SELECT MAX(transactions.transactionDate) AS lastTransactionDate
FROM transactions
OR
SELECT transactions.transactionDate
FROM transactions
ORDER BY transactions.transactionDate DESC
LIMIT 1
But we want to know the last transaction for each user. We can modify the first example as:
SELECT transactions.userId, MAX(transactions.transactionDate) AS lastTransactionDate
FROM transactions
GROUP BY transactions.userId
The second one cannot be modified in a way that would give us the desired because??
SELECT transactions.userId, transactions.transactionDate
FROM transactions
ORDER BY transactions.transactionDate DESC
LIMIT 1
30. Sub-queries for Retrieving SCD
Now, we need to combine the result with user’s gender and
country.
SELECT users.userId, users.gender, users.country,
MAX(transactions.transactionDate) AS lastTransactionDate
FROM users LEFT OUTER JOIN
transactions ON users.userId = transactions.userId
GROUP BY users.userId, users.gender, users.location
The query above gives us the desired result, but it has one problem.
What?
31. Sub-queries for Retrieving SCD
We can use the discarded query two slides back if we can parameterize it somehow so that it
evaluates for each user and gives us the last date. The following query does that:
SELECT users.userId, users.gender, users.country,
(SELECT transactions.transactionDate
FROM transactions
WHERE transactions.userId = users.userId
ORDER BY transactionDate DESC
LIMIT 1) AS lastTransactionDate
FROM users
The query above does not have a join.
It does not use an aggregate function in the main query and enables us to easily add more
columns without worrying about the GROUP BY clause.
Modify the query above (or the one on previous slide) so that we now get the last transaction
dates for transactions worth more than 50 dollars for each user. (Answer on next slide)
32. Sub-queries for Retrieving SCD
SELECT users.userId, users.gender, users.country,
(SELECT transactions.transactionDate
FROM transactions
WHERE transactions.userId = users.userId
AND transactions.transactionAmount > 50
LIMIT 1) AS lastTransactionDate
FROM users
33. Handling NULL Values
The query on previous slide would return rows for all one million users
with most of them having lastTransactionDate as NULL.
NULLs don’t look good on a result set and are of no value for further
analysis. We can resolve this situation in two ways.
Assume that we do need to see all one million users and would like
to put a default value for the users that don’t have a transaction
(such as 1.Jan.1900).

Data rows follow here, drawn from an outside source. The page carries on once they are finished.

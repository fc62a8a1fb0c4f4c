//! Gateway-shaped fixtures.

use serde_json::{Value, json};

/// Resource ARN used by authorizer fixtures
pub const TEST_METHOD_ARN: &str =
    "arn:aws:execute-api:eu-central-1:123456789012:abcdef1234/prod/POST/add_two_numbers/mcp";

/// Expected bearer secret used across the test suites
pub const TEST_SECRET: &str = "secret123";

/// Authorizer event JSON with an optional `Authorization` header value.
pub fn authorizer_event(authorization: Option<&str>, method_arn: &str) -> Value {
    match authorization {
        Some(value) => json!({
            "type": "REQUEST",
            "methodArn": method_arn,
            "headers": { "Authorization": value },
        }),
        None => json!({
            "type": "REQUEST",
            "methodArn": method_arn,
            "headers": {},
        }),
    }
}

/// `Bearer <token>` header value
pub fn bearer(token: &str) -> String {
    format!("Bearer {token}")
}

/// Tool invocation envelope
pub fn tool_call(tool: &str, args: Value) -> Value {
    json!({ "tool": tool, "args": args })
}

/// Discovery request
pub fn list_tools() -> Value {
    json!({ "action": "list_tools" })
}
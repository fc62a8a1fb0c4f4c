//! Authorization decisions and the gateway policy document they render to

use serde::{Deserialize, Serialize};

/// IAM policy language version stamped on every decision
pub const POLICY_VERSION: &str = "2012-10-17";

/// The only action a decision ever grants or denies
pub const INVOKE_ACTION: &str = "execute-api:Invoke";

/// Principal reported on every Deny decision
pub const UNAUTHORIZED_PRINCIPAL: &str = "unauthorized";

/// Principal reported on Allow decisions unless configured otherwise
pub const DEFAULT_PRINCIPAL: &str = "test-user";

/// Outcome of an authorization check
#[derive(Debug, Clone, Copy, PartialEq, Eq, Serialize, Deserialize)]
pub enum Effect {
    Allow,
    Deny,
}

impl Effect {
    pub fn is_allow(self) -> bool {
        self == Effect::Allow
    }
}

/// An allow/deny decision for one caller and one resource
#[derive(Debug, Clone, PartialEq, Eq)]
pub struct AuthorizationDecision {
    pub principal_id: String,
    pub effect: Effect,
    /// Always the exact resource the caller asked for, on Allow and Deny alike
    pub resource_arn: String,
    pub policy_version: String,
}

/// Build a decision for a validated (or rejected) credential.
///
/// `principal` is only used when `is_valid` is true; rejected callers are
/// always reported as [`UNAUTHORIZED_PRINCIPAL`].
pub fn decide(is_valid: bool, principal: &str, resource_arn: &str) -> AuthorizationDecision {
    if is_valid {
        AuthorizationDecision::allow(principal, resource_arn)
    } else {
        AuthorizationDecision::deny(resource_arn)
    }
}

impl AuthorizationDecision {
    pub fn allow(principal: impl Into<String>, resource_arn: impl Into<String>) -> Self {
        Self {
            principal_id: principal.into(),
            effect: Effect::Allow,
            resource_arn: resource_arn.into(),
            policy_version: POLICY_VERSION.to_string(),
        }
    }

    pub fn deny(resource_arn: impl Into<String>) -> Self {
        Self {
            principal_id: UNAUTHORIZED_PRINCIPAL.to_string(),
            effect: Effect::Deny,
            resource_arn: resource_arn.into(),
            policy_version: POLICY_VERSION.to_string(),
        }
    }

    pub fn is_allowed(&self) -> bool {
        self.effect.is_allow()
    }

    /// Render the decision as the policy document the gateway consumes
    pub fn to_response(&self) -> AuthorizerResponse {
        AuthorizerResponse {
            principal_id: self.principal_id.clone(),
            policy_document: PolicyDocument {
                version: self.policy_version.clone(),
                statement: vec![PolicyStatement {
                    action: INVOKE_ACTION.to_string(),
                    effect: self.effect,
                    resource: self.resource_arn.clone(),
                }],
            },
        }
    }
}

/// Wire shape returned to the gateway
#[derive(Debug, Clone, PartialEq, Eq, Serialize, Deserialize)]
#[serde(rename_all = "camelCase")]
pub struct AuthorizerResponse {
    pub principal_id: String,
    pub policy_document: PolicyDocument,
}

#[derive(Debug, Clone, PartialEq, Eq, Serialize, Deserialize)]
#[serde(rename_all = "PascalCase")]
pub struct PolicyDocument {
    pub version: String,
    pub statement: Vec<PolicyStatement>,
}

#[derive(Debug, Clone, PartialEq, Eq, Serialize, Deserialize)]
#[serde(rename_all = "PascalCase")]
pub struct PolicyStatement {
    pub action: String,
    pub effect: Effect,
    pub resource: String,
}
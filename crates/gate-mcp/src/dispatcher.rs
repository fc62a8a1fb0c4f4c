//! Request dispatch
//!
//! Turns a request body into a response body. Every failure becomes a
//! structured error response; [`ToolDispatcher::dispatch`] never errors.

use std::sync::Arc;

use gate_session::{SessionContext, SessionStore};
use serde_json::{Map, Value, json};

use crate::audit::InvocationContext;
use crate::registry::{ToolArguments, ToolDescriptor, ToolRegistry};
use crate::{Error, Result};

pub const LIST_TOOLS_ACTION: &str = "list_tools";
pub const CALL_TOOL_ACTION: &str = "call_tool";

/// A parsed request envelope
#[derive(Debug, Clone, PartialEq)]
pub enum DispatchRequest {
    /// `{"action": "list_tools"}`
    ListTools,
    /// `{"tool": <name>, "args": <object|array>, "kwargs"?: {...}, "session_id"?: <id>}`
    CallTool {
        tool: String,
        args: Value,
        kwargs: Option<Map<String, Value>>,
        session_id: Option<String>,
    },
}

impl DispatchRequest {
    /// Parse an envelope. `name` and `arguments` are accepted as aliases of
    /// `tool` and `args`; `action` defaults to `call_tool`.
    pub fn parse(body: &Value) -> Result<Self> {
        let Some(fields) = body.as_object() else {
            return Err(Error::invalid_request("request body must be a JSON object"));
        };

        match fields.get("action").map(Value::as_str) {
            Some(Some(LIST_TOOLS_ACTION)) => return Ok(Self::ListTools),
            Some(Some(CALL_TOOL_ACTION)) | None => {}
            Some(Some(other)) => {
                return Err(Error::invalid_request(format!("unknown action '{other}'")));
            }
            Some(None) => return Err(Error::invalid_request("'action' must be a string")),
        }

        let tool = fields
            .get("tool")
            .or_else(|| fields.get("name"))
            .and_then(Value::as_str)
            .ok_or_else(|| Error::invalid_request("missing tool name"))?
            .to_string();

        let args = fields
            .get("args")
            .or_else(|| fields.get("arguments"))
            .cloned()
            .unwrap_or(Value::Null);

        let kwargs = match fields.get("kwargs") {
            None | Some(Value::Null) => None,
            Some(Value::Object(map)) => Some(map.clone()),
            Some(_) => return Err(Error::invalid_request("'kwargs' must be an object")),
        };

        let session_id = match fields.get("session_id") {
            None | Some(Value::Null) => None,
            Some(Value::String(id)) => Some(id.clone()),
            Some(_) => return Err(Error::invalid_request("'session_id' must be a string")),
        };

        Ok(Self::CallTool {
            tool,
            args,
            kwargs,
            session_id,
        })
    }
}

/// Routes requests to registered tools.
///
/// Holds the shared registry and, optionally, the store sessions live in.
/// Without a store every invocation runs unaudited.
#[derive(Clone)]
pub struct ToolDispatcher {
    registry: Arc<ToolRegistry>,
    sessions: Option<Arc<dyn SessionStore>>,
}

impl ToolDispatcher {
    pub fn new(registry: Arc<ToolRegistry>) -> Self {
        Self {
            registry,
            sessions: None,
        }
    }

    pub fn with_session_store(mut self, store: Arc<dyn SessionStore>) -> Self {
        self.sessions = Some(store);
        self
    }

    pub fn registry(&self) -> &ToolRegistry {
        &self.registry
    }

    pub fn session_store(&self) -> Option<&Arc<dyn SessionStore>> {
        self.sessions.as_ref()
    }

    /// Context for an invocation on `session_id`, if there is both an id and a store
    pub fn context_for(&self, session_id: Option<&str>) -> InvocationContext {
        match (&self.sessions, session_id) {
            (Some(store), Some(id)) => {
                InvocationContext::with_session(SessionContext::new(Arc::clone(store), id))
            }
            _ => InvocationContext::detached(),
        }
    }

    /// Bind arguments and run a tool through its audited handler
    pub async fn call_tool(
        &self,
        name: &str,
        args: Value,
        kwargs: Option<Map<String, Value>>,
        session_id: Option<&str>,
    ) -> Result<Value> {
        let descriptor = self
            .registry
            .get(name)
            .ok_or_else(|| Error::UnknownTool(name.to_string()))?;
        let bound = bind(descriptor, args, kwargs)?;
        let ctx = self.context_for(session_id);

        tracing::debug!(tool = %name, session_id = ?session_id, "Invoking tool");
        descriptor.handler.call(&ctx, &bound).await
    }

    /// Handle one request body.
    ///
    /// `session_id` is the transport-level session (e.g. a header); a
    /// `session_id` inside the envelope takes precedence.
    pub async fn dispatch(&self, body: &Value, session_id: Option<&str>) -> Value {
        let request = match DispatchRequest::parse(body) {
            Ok(request) => request,
            Err(error) => {
                tracing::warn!(%error, "Rejected request");
                return error_response(&error);
            }
        };

        match request {
            DispatchRequest::ListTools => json!({
                "status": "success",
                "tools": self.registry.definitions(),
            }),
            DispatchRequest::CallTool {
                tool,
                args,
                kwargs,
                session_id: envelope_session,
            } => {
                let session_id = envelope_session.as_deref().or(session_id);
                match self.call_tool(&tool, args, kwargs, session_id).await {
                    Ok(result) => json!({
                        "status": "success",
                        "tool": tool,
                        "result": result,
                    }),
                    Err(error) => {
                        tracing::warn!(tool = %tool, kind = error.kind(), %error, "Tool call failed");
                        error_response(&error)
                    }
                }
            }
        }
    }
}

impl std::fmt::Debug for ToolDispatcher {
    fn fmt(&self, f: &mut std::fmt::Formatter<'_>) -> std::fmt::Result {
        f.debug_struct("ToolDispatcher")
            .field("tools", &self.registry.names())
            .field("sessions", &self.sessions.is_some())
            .finish()
    }
}

/// `{"status": "error", "error": {"kind", "message"}}`
pub fn error_response(error: &Error) -> Value {
    json!({
        "status": "error",
        "error": {
            "kind": error.kind(),
            "message": error.to_string(),
        },
    })
}

fn bind(
    descriptor: &ToolDescriptor,
    args: Value,
    kwargs: Option<Map<String, Value>>,
) -> Result<ToolArguments> {
    let Some(kwargs) = kwargs else {
        return descriptor.bind(args);
    };
    let positional = match args {
        Value::Null => Vec::new(),
        Value::Array(values) => values,
        _ => {
            return Err(Error::invalid_arguments(
                "'args' must be an array when 'kwargs' is given",
            ));
        }
    };
    descriptor.bind_parts(positional, kwargs)
}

Such values are called ‘sentinels’.
To replace a NULL, we can use a function ISNULL to replace the
NULL with a sentinel value.
34. Handling NULL Values
SELECT users.userId, users.gender, users.country,
ISNULL((SELECT transactions.transactionDate
FROM transactions
WHERE transactions.userId = users.userId
AND transactions.transactionAmount > 50
LIMIT 1), ‘1.Jan.1900’) AS lastTransactionDate
FROM users
35. Sub-queries in WHERE clause
Or, we can modify the same query as:
SELECT users.userId, users.gender, users.country,
(SELECT transactions.transactionDate
FROM transactions
WHERE transactions.userId = users.userId
AND transactions.transactionAmount > 50
LIMIT 1) AS lastTransactionDate
FROM users
WHERE users.userId IN (SELECT transactions.userId
FROM transactions
WHERE transactions.transactionAmount > 50)
However, this is (and in general queries that user a sub-query in WHERE clause
are) sub-optimal to the point that it is quite a bad query.
36. Many-to-Many Relation Example
We are tasked to design a system for a college.
There are students and there are courses.
We need to provide a basic model that can store data for students,
courses and enrollment of students in courses over years and
semesters.
A student may have enrolled in multiple courses.
A course may have enrollment of multiple students.
A student may enroll in a course only once in a give semester of a
year.
Try modelling the above scenario. The slide following this shows a
common way to go about doing this.
38. Many-to-Many Relation Example
Write a query that retrieves records of enrollment for all students
ordered chronologically.
Write a query that retrieves semester-wise enrollment count for all
courses
Write a query that displays students that have enrolled in the same
course more than once along with the number of times they had
enrolled.
Write a query to display last enrollment for all students.